Tulane Stadium was an outdoor football stadium located in New Orleans from 1926 to 1980. Officially known as the Third Tulane Stadium, it replaced the "Second Tulane Stadium" where the Telephone Exchange Building is now located. The former site is currently bound by Willow Street to the south, Ben Weiner Drive to the east, the Tulane University property line west of McAlister Place, and the Hertz Basketball/Volleyball Practice Facility and the George G. “Sunny” Westfeldt Practice and Competition Facility to the north.
The stadium hosted three of the first nine Super Bowls in 1970, 1972, and 1975.
1926 saw the completion of a new stadium on campus, Tulane Stadium ... Tulane's third and fourth perfect regular seasons came in 1929 and 1931, with a single loss to Northwestern in Chicago, Illinois marring the 1930 campaign ... In 1932 Tulane joined the Southeastern Conference as a charter member ...
... On November 2, 1979, Tulane President Sheldon Hackney announced that the stadium would be demolished ... the storage areas underneath the seating in the stadium were being emptied prior to demolition, various neglected University possessions were rediscovered, including an Ancient Egyptian mummy ... Tulane Stadium is one of three stadiums that had hosted a Super Bowl that are no longer standing ...
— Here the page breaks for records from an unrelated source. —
use axum::http::HeaderValue;
use axum::{extract::Request, middleware::Next, response::Response};
use tracing::Instrument;
use uuid::Uuid;

pub const REQUEST_ID_HEADER: &str = "x-request-id";

/// Propagates the caller's `x-request-id` (or mints one) and scopes the
/// handler's log events under a span carrying it.
pub async fn request_id_middleware(mut req: Request, next: Next) -> Response {
    let request_id = req
        .headers()
        .get(REQUEST_ID_HEADER)
        .and_then(|h| h.to_str().ok())
        .filter(|s| !s.is_empty())
        .map(|s| s.to_string())
        .unwrap_or_else(|| Uuid::new_v4().to_string());

    if let Ok(header_value) = HeaderValue::from_str(&request_id) {
        req.headers_mut().insert(REQUEST_ID_HEADER, header_value);
    }

    let span = tracing::info_span!(
        "request",
        request_id = %request_id,
        method = %req.method(),
        path = %req.uri().path(),
    );

    let mut response = next.run(req).instrument(span).await;

    if let Ok(header_value) = HeaderValue::from_str(&request_id) {
        response
            .headers_mut()
            .insert(REQUEST_ID_HEADER, header_value);
    }

    response
}

#[cfg(test)]
mod tests {
    use super::*;
    use axum::{Router, body::Body, http, middleware::from_fn, routing::get};
    use tower::ServiceExt;

    fn app() -> Router {
        Router::new()
            .route("/", get(|| async { "ok" }))
            .layer(from_fn(request_id_middleware))
    }

    #[tokio::test]
    async fn test_generates_request_id() {
        let response = app()
            .oneshot(http::Request::builder().uri("/").body(Body::empty()).unwrap())
            .await
            .unwrap();

        let id = response.headers().get(REQUEST_ID_HEADER).unwrap();
        assert!(Uuid::parse_str(id.to_str().unwrap()).is_ok());
    }

    #[tokio::test]
    async fn test_propagates_request_id() {
        let response = app()
            .oneshot(
                http::Request::builder()
                    .uri("/")
                    .header(REQUEST_ID_HEADER, "req-42")
                    .body(Body::empty())
                    .unwrap(),
            )
            .await
            .unwrap();

        assert_eq!(response.headers().get(REQUEST_ID_HEADER).unwrap(), "req-42");
    }
}
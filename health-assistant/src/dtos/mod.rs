use crate::services::{ExtractionError, LabReport};
use serde::{Deserialize, Serialize};

#[derive(Debug, Deserialize)]
pub struct AnalyzeRequest {
    pub symptom: String,
}

#[derive(Debug, Serialize)]
pub struct AnalyzeResponse {
    pub result: String,
}

#[derive(Debug, Serialize)]
pub struct MessageResponse {
    pub message: String,
}

/// Body of `POST /analyze-file`. Failures travel as an `error` field with
/// status 200.
#[derive(Debug, Serialize)]
#[serde(untagged)]
pub enum FileAnalysisResponse {
    Failed { error: String },
    Report(LabReport),
}

impl FileAnalysisResponse {
    pub fn failed(message: impl Into<String>) -> Self {
        FileAnalysisResponse::Failed {
            error: message.into(),
        }
    }
}

impl From<ExtractionError> for FileAnalysisResponse {
    fn from(err: ExtractionError) -> Self {
        FileAnalysisResponse::failed(err.to_string())
    }
}

impl From<LabReport> for FileAnalysisResponse {
    fn from(report: LabReport) -> Self {
        FileAnalysisResponse::Report(report)
    }
}

#[derive(Debug, Serialize)]
pub struct HealthResponse {
    pub status: &'static str,
    pub service: &'static str,
    pub version: &'static str,
    pub model: String,
    pub ocr_available: bool,
    pub provider_configured: bool,
}
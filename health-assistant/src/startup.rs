//! Application startup and lifecycle management.

use crate::config::AssistantConfig;
use crate::handlers;
use crate::services::providers::gemini::{GeminiConfig, GeminiTextProvider};
use crate::services::providers::TextProvider;
use crate::services::{Assistant, FileExtractor, OcrEngine, TesseractOcr};
use axum::{
    extract::DefaultBodyLimit,
    middleware::from_fn,
    routing::{get, post},
    Router,
};
use service_core::error::AppError;
use service_core::middleware::request_id_middleware;
use std::future::{Future, IntoFuture};
use std::net::SocketAddr;
use std::pin::Pin;
use std::sync::Arc;
use std::time::Duration;
use tokio::net::TcpListener;
use tokio::signal;
use tower_http::cors::{Any, CorsLayer};
use tower_http::trace::TraceLayer;

/// Shared application state. Everything in it is read-only after boot.
#[derive(Clone)]
pub struct AppState {
    pub config: AssistantConfig,
    pub assistant: Assistant,
    pub extractor: FileExtractor,
}

impl AppState {
    /// Create the Gemini client and run the OCR capability probe.
    pub fn from_config(config: AssistantConfig) -> Result<Self, AppError> {
        let gemini_config = GeminiConfig {
            api_key: config.gemini.api_key.clone(),
            model: config.gemini.model.clone(),
            api_base: config.gemini.api_base.clone(),
            timeout: Duration::from_secs(config.gemini.timeout_secs),
        };
        let provider = GeminiTextProvider::new(gemini_config).map_err(|e| {
            tracing::error!("Failed to initialize Gemini provider: {}", e);
            AppError::InternalError(anyhow::anyhow!(e))
        })?;
        let text_provider: Arc<dyn TextProvider> = Arc::new(provider);

        tracing::info!(
            model = %config.gemini.model,
            "Initialized Gemini text provider"
        );

        let ocr = TesseractOcr::probe(&config.ocr)
            .map(|engine| Arc::new(engine) as Arc<dyn OcrEngine>);

        Ok(Self::new(config, text_provider, ocr))
    }

    pub fn new(
        config: AssistantConfig,
        text_provider: Arc<dyn TextProvider>,
        ocr: Option<Arc<dyn OcrEngine>>,
    ) -> Self {
        Self {
            config,
            assistant: Assistant::new(text_provider),
            extractor: FileExtractor::new(ocr),
        }
    }
}

/// Build the router with all routes and layers.
pub fn build_router(state: AppState) -> Router {
    let upload_limit = DefaultBodyLimit::max(state.config.uploads.max_bytes);

    Router::new()
        .route("/", get(handlers::root))
        .route("/health", get(handlers::health_check))
        .route("/analyze", post(handlers::analyze))
        .route(
            "/analyze-file",
            post(handlers::analyze_file).layer(upload_limit),
        )
        .fallback(handlers::not_found)
        .layer(TraceLayer::new_for_http())
        .layer(from_fn(request_id_middleware))
        .layer(
            CorsLayer::new()
                .allow_origin(Any)
                .allow_methods(Any)
                .allow_headers(Any),
        )
        .with_state(state)
}

type ServerFuture = Pin<Box<dyn Future<Output = std::io::Result<()>> + Send>>;

pub struct Application {
    port: u16,
    server: ServerFuture,
}

impl Application {
    /// Build the application with the given configuration.
    pub async fn build(config: AssistantConfig) -> Result<Self, AppError> {
        let state = AppState::from_config(config)?;
        Self::build_with_state(state).await
    }

    /// Bind the listener for an already assembled state (tests inject mock
    /// providers this way). Port 0 binds a random port.
    pub async fn build_with_state(state: AppState) -> Result<Self, AppError> {
        let addr = SocketAddr::from(([0, 0, 0, 0], state.config.common.port));
        let listener = TcpListener::bind(addr).await.map_err(|e| {
            tracing::error!("Failed to bind TCP listener to {}: {}", addr, e);
            AppError::from(e)
        })?;
        let port = listener.local_addr()?.port();

        tracing::info!(
            port,
            ocr_available = state.extractor.ocr_available(),
            "Health assistant listening"
        );

        let app = build_router(state);
        let server = axum::serve(listener, app).with_graceful_shutdown(shutdown_signal());

        Ok(Self {
            port,
            server: Box::pin(server.into_future()),
        })
    }

    /// Get the port the server is listening on.
    pub fn port(&self) -> u16 {
        self.port
    }

    /// Run the application until a shutdown signal arrives.
    pub async fn run_until_stopped(self) -> std::io::Result<()> {
        self.server.await
    }
}

async fn shutdown_signal() {
    let ctrl_c = async {
        if let Err(e) = signal::ctrl_c().await {
            tracing::error!("Failed to install Ctrl+C handler: {}", e);
            std::future::pending::<()>().await;
        }
    };

    #[cfg(unix)]
    let terminate = async {
        match signal::unix::signal(signal::unix::SignalKind::terminate()) {
            Ok(mut sigterm) => {
                sigterm.recv().await;
            }
            Err(e) => {
                tracing::error!("Failed to install SIGTERM handler: {}", e);
                std::future::pending::<()>().await;
            }
        }
    };

    #[cfg(not(unix))]
    let terminate = std::future::pending::<()>();

    tokio::select! {
        _ = ctrl_c => {},
        _ = terminate => {},
    }

    tracing::info!("Shutdown signal received");
}
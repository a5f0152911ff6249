//! Upload classification and plain-text extraction.

use super::ocr::{OcrEngine, OcrError};
use axum::body::Bytes;
use std::sync::Arc;
use thiserror::Error;

const TEXT_EXTENSIONS: &[&str] = &[".txt"];
const IMAGE_EXTENSIONS: &[&str] = &[".png", ".jpg", ".jpeg"];
const PDF_EXTENSIONS: &[&str] = &[".pdf"];

/// Why no text came out of an upload. `Display` is the message returned
/// to the client.
#[derive(Error, Debug)]
pub enum ExtractionError {
    #[error("Unsupported file type. Send text or image files.")]
    UnsupportedType,

    #[error("PDF parsing not enabled. Please convert PDF to text or image.")]
    PdfNotSupported,

    #[error("OCR is not available. Install tesseract-ocr to analyze images.")]
    OcrUnavailable,

    #[error("OCR failed on the uploaded image.")]
    OcrFailed(#[source] OcrError),

    #[error("No text could be extracted from the file.")]
    NoText,
}

/// How an upload will be handled.
#[derive(Debug, Clone, Copy, PartialEq, Eq)]
pub enum FileKind {
    Text,
    Image,
    Pdf,
    Unsupported,
}

impl FileKind {
    /// Classify by declared content type first, then by filename
    /// extension. Text wins over image; PDFs are only recognised by name.
    pub fn classify(filename: &str, content_type: &str) -> Self {
        let name = filename.to_ascii_lowercase();
        let content_type = content_type.to_ascii_lowercase();
        let has_ext = |exts: &[&str]| exts.iter().any(|ext| name.ends_with(ext));

        if content_type.starts_with("text/") || has_ext(TEXT_EXTENSIONS) {
            FileKind::Text
        } else if content_type.starts_with("image/") || has_ext(IMAGE_EXTENSIONS) {
            FileKind::Image
        } else if has_ext(PDF_EXTENSIONS) {
            FileKind::Pdf
        } else {
            FileKind::Unsupported
        }
    }
}

/// A file read fully into memory from a multipart request.
#[derive(Debug, Clone)]
pub struct UploadedFile {
    pub filename: String,
    pub content_type: String,
    pub data: Bytes,
}

impl UploadedFile {
    pub fn kind(&self) -> FileKind {
        FileKind::classify(&self.filename, &self.content_type)
    }
}

/// Turns uploads into text. Holds the OCR engine found at boot, if any.
#[derive(Clone)]
pub struct FileExtractor {
    ocr: Option<Arc<dyn OcrEngine>>,
}

impl FileExtractor {
    pub fn new(ocr: Option<Arc<dyn OcrEngine>>) -> Self {
        Self { ocr }
    }

    pub fn ocr_available(&self) -> bool {
        self.ocr.is_some()
    }

    pub async fn extract(&self, file: &UploadedFile) -> Result<String, ExtractionError> {
        let text = match file.kind() {
            FileKind::Text => String::from_utf8_lossy(&file.data).into_owned(),
            FileKind::Image => {
                let engine = self.ocr.as_ref().ok_or(ExtractionError::OcrUnavailable)?;
                engine.recognize(&file.data).await.map_err(|e| {
                    tracing::error!(
                        filename = %file.filename,
                        engine = %engine.name(),
                        error = %e,
                        "OCR failed"
                    );
                    ExtractionError::OcrFailed(e)
                })?
            }
            FileKind::Pdf => return Err(ExtractionError::PdfNotSupported),
            FileKind::Unsupported => return Err(ExtractionError::UnsupportedType),
        };

        if text.trim().is_empty() {
            return Err(ExtractionError::NoText);
        }

        Ok(text)
    }
}
use crate::error::AppError;
use config::{Config as Cfg, File};
use serde::Deserialize;

#[derive(Debug, Deserialize, Clone)]
pub struct Config {
    #[serde(default = "default_port")]
    pub port: u16,
}

fn default_port() -> u16 {
    8080
}

impl Config {
    pub fn load() -> Result<Self, AppError> {
        dotenvy::dotenv().ok();

        let config = Cfg::builder()
            .add_source(File::with_name("configuration").required(false))
            .add_source(config::Environment::with_prefix("APP").separator("__"))
            .build()?;

        Ok(config.try_deserialize()?)
    }
}
//! Health Track assistant: symptom triage and lab-report analysis backed
//! by Gemini, with optional Tesseract OCR for image uploads.

pub mod config;
pub mod dtos;
pub mod handlers;
pub mod services;
pub mod startup;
... The Saints predominantly wore white at home when the club played at Tulane Stadium from 1967 through 1974 (except in 1969 and 1970), forcing opponents to wear dark colors in the ... When the surface at Tulane Stadium switched from natural grass to PolyTurf in 1971, field temperatures became hotter still ... to white pants in 1975, coinciding with the team's move from Tulane Stadium to the Superdome, and have worn white at home numerous times since then ...
Famous quotes containing the words stadium and/or tulane:
“The final upshot of thinking is the exercise of volition, and of this thought no longer forms a part; but belief is only a stadium of mental action, an effect upon our nature due to thought, which will influence future thinking.”
—Charles Sanders Peirce (18391914)
“1946: I go to graduate school at Tulane in order to get distance from a possessive mother. I see a lot of a red-haired girl named Maude-Ellen. My mother asks one day: Does Maude-Ellen have warts? Every girl Ive known named Maude-Ellen has had warts. Right: Maude-Ellen had warts.”